Хунгертобель приблизился к кровати, снял со спинки температурный график, изучил его внимательнее обычного и повесил на место.
— Это была нелепая ошибка, Ганс. Пустяки, не о чем и говорить, — ответил он.
— Ты знаешь этого доктора Нэле? — голос Берлаха прозвучал очень взволнованно.
— Нет, — ответил Хунгертобель. — Мы с ним не знакомы. Просто… он напомнил мне кое-кого.
— Сходство должно было быть разительным, — сказал комиссар.
— Да, он очень похож, — признал доктор, еще раз посмотрев на снимок. При этом его, как явственно
— Кого же этот зверь тебе напомнил? — наседал старик.
— Все это бессмысленно, — ответил Хунгертобель. — Говорю тебе: тут какая-то ошибка.
— И все же ты готов поклясться, что это именно он, правда, Самуэль?

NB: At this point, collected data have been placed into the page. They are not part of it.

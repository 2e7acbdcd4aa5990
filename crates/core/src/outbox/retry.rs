//! Retry policy for outbox delivery.

use chrono::{DateTime, Duration, Utc};

/// Exponential backoff policy for failed deliveries.
///
/// The delay for attempt `n` (zero-based) is `base * 2^n`, capped at
/// `max_delay`. Once `max_retries` attempts have failed the event is
/// left terminally failed and no further automatic attempt is made.
#[derive(Debug, Clone, Copy, PartialEq, Eq)]
pub struct RetryPolicy {
    base_delay_secs: i64,
    max_delay_secs: i64,
    max_retries: i32,
}

/// Upper clamp for configured delays; keeps every computed delay well
/// inside `chrono::Duration` range.
const MAX_DELAY_SECS: i64 = 2_147_483_647;

impl RetryPolicy {
    /// Creates a retry policy. Out-of-range inputs are clamped: at
    /// least a 1s base and one attempt, at most `MAX_DELAY_SECS` for
    /// base and cap, and the cap never below the base.
    #[must_use]
    pub fn new(base_delay_secs: i64, max_delay_secs: i64, max_retries: i32) -> Self {
        let base = base_delay_secs.clamp(1, MAX_DELAY_SECS);
        Self {
            base_delay_secs: base,
            max_delay_secs: max_delay_secs.clamp(base, MAX_DELAY_SECS),
            max_retries: max_retries.max(1),
        }
    }

    /// Maximum automatic delivery attempts.
    #[must_use]
    pub const fn max_retries(&self) -> i32 {
        self.max_retries
    }

    /// Returns true once an event has exhausted its automatic retries.
    #[must_use]
    pub const fn is_exhausted(&self, retry_count: i32) -> bool {
        retry_count >= self.max_retries
    }

    /// The backoff delay after `retry_count` failed attempts.
    #[must_use]
    pub fn backoff_delay(&self, retry_count: i32) -> Duration {
        // The shift is clamped and the multiply saturates, so the cap
        // always applies even for extreme bases or retry counts.
        let exponent = retry_count.clamp(0, 32) as u32;
        let secs = self
            .base_delay_secs
            .saturating_mul(1_i64 << exponent)
            .min(self.max_delay_secs);
        Duration::seconds(secs)
    }

    /// The next eligibility time for an event after a failed attempt.
    #[must_use]
    pub fn next_available_at(&self, now: DateTime<Utc>, retry_count: i32) -> DateTime<Utc> {
        now + self.backoff_delay(retry_count)
    }
}

impl Default for RetryPolicy {
    fn default() -> Self {
        Self::new(30, 3600, 8)
    }
}

#[cfg(test)]
mod tests {
    use super::*;
    use rstest::rstest;

    #[rstest]
    #[case(0, 30)]
    #[case(1, 60)]
    #[case(2, 120)]
    #[case(3, 240)]
    #[case(6, 1920)]
    #[case(7, 3600)] // 30 * 2^7 = 3840, capped
    #[case(100, 3600)]
    fn test_backoff_doubles_until_cap(#[case] retries: i32, #[case] expected_secs: i64) {
        let policy = RetryPolicy::default();
        assert_eq!(
            policy.backoff_delay(retries),
            Duration::seconds(expected_secs)
        );
    }

    #[test]
    fn test_next_available_at_advances() {
        let policy = RetryPolicy::new(10, 100, 5);
        let now = Utc::now();
        assert_eq!(policy.next_available_at(now, 0), now + Duration::seconds(10));
        assert_eq!(policy.next_available_at(now, 2), now + Duration::seconds(40));
    }

    #[test]
    fn test_exhaustion_threshold() {
        let policy = RetryPolicy::new(30, 3600, 3);
        assert!(!policy.is_exhausted(0));
        assert!(!policy.is_exhausted(2));
        assert!(policy.is_exhausted(3));
        assert!(policy.is_exhausted(10));
    }

    #[test]
    fn test_degenerate_inputs_clamped() {
        let policy = RetryPolicy::new(0, -5, 0);
        assert_eq!(policy.backoff_delay(0), Duration::seconds(1));
        assert_eq!(policy.max_retries(), 1);
    }

    #[test]
    fn test_huge_base_never_goes_negative() {
        let policy = RetryPolicy::new(i64::MAX, i64::MAX, 8);
        let delay = policy.backoff_delay(1);
        assert!(delay > Duration::zero());
        assert_eq!(delay, Duration::seconds(MAX_DELAY_SECS));
    }
}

— Ну да, — согласился доктор. И даже поклялся бы, если бы не знал точно, что им не мог быть тот, кого он подозревает. — Лучше эту неприятную историю сейчас не обсуждать. После операции, когда речь шла о жизни или смерти! Этот самый врач, — продолжал он некоторое время спустя, не сводя глаз со снимка, словно загипнотизированный, — не может быть моим знакомым, потому что тот врач во время войны был в Чили. Все это ерунда, нелепость, всякий скажет.
— В Чили, в Чили, — проговорил Берлах. — Когда же он вернулся, этот человек, который вовсе не доктор Нэле?
— В сорок пятом.
— В Чили, в Чили, — повторил Берлах. — А все-таки скажи, кого тебе этот снимок напомнил?
Хунгертобель помедлил с ответом, что комиссару не понравилось.
— Если я назову тебе его имя, Ганс, — выдавил наконец тот из себя, — ты сразу станешь его подозревать.
— Он у меня и так на подозрении, — ответил комиссар.
Хунгертобель вздохнул.
— Вот видишь, Ганс, — сказал он. — Этого я и боялся. Я против такого подхода, понимаешь? Я старый лекарь и не желаю никому причинять зла. Твое подозрение — бред. Мыслимое ли дело: из-за какого-то снимка заподозрить человека, тем более что на фото всего лица даже не видно. Вдобавок он жил в Чили, это факт.
— А чем он там занимался? — полюбопытствовал комиссар.
— У него была своя клиника в Сантьяго, — объяснил Хунгертобель.
— В Чили, в Чили, — снова повторил Берлах.
«В этом припеве есть что-то зловещее — но как проверишь? Самуэль прав, в подозрении всегда ужасный подтекст, оно от дьявола», — подумалось ему.
— Ничто так не чернит человека, как подозрение, — продолжал он. — Мне это доподлинно известно. И я часто проклинал свою профессию. Нельзя попадаться в его сети. Но теперь мы во власти подозрения, и у меня оно от тебя. Я буду рад вернуть его тебе, мой старый друг, если только ты сам от него отрешишься. Ведь именно ты не можешь от него отделаться.
Хунгертобель присел на кровать старика и беспомощно взглянул на него. Косые лучи солнца падали в комнату сквозь занавески. День стоял отличный, как и часто этой мягкой зимой.
— Не могу, — нарушил наконец доктор стоявшую в палате тишину. — Не могу. Бог свидетель, я не в силах отбросить подозрения. Слишком хорошо я его знаю. Мы с ним вместе учились, дважды он был моим заместителем в клиниках. На снимке — он. И шрам у виска на месте. Я его помню: я сам оперировал Эмменбергера.
Хунгертобель снял очки с переносицы и положил их в правый нагрудный карман. Потом утер пот со лба.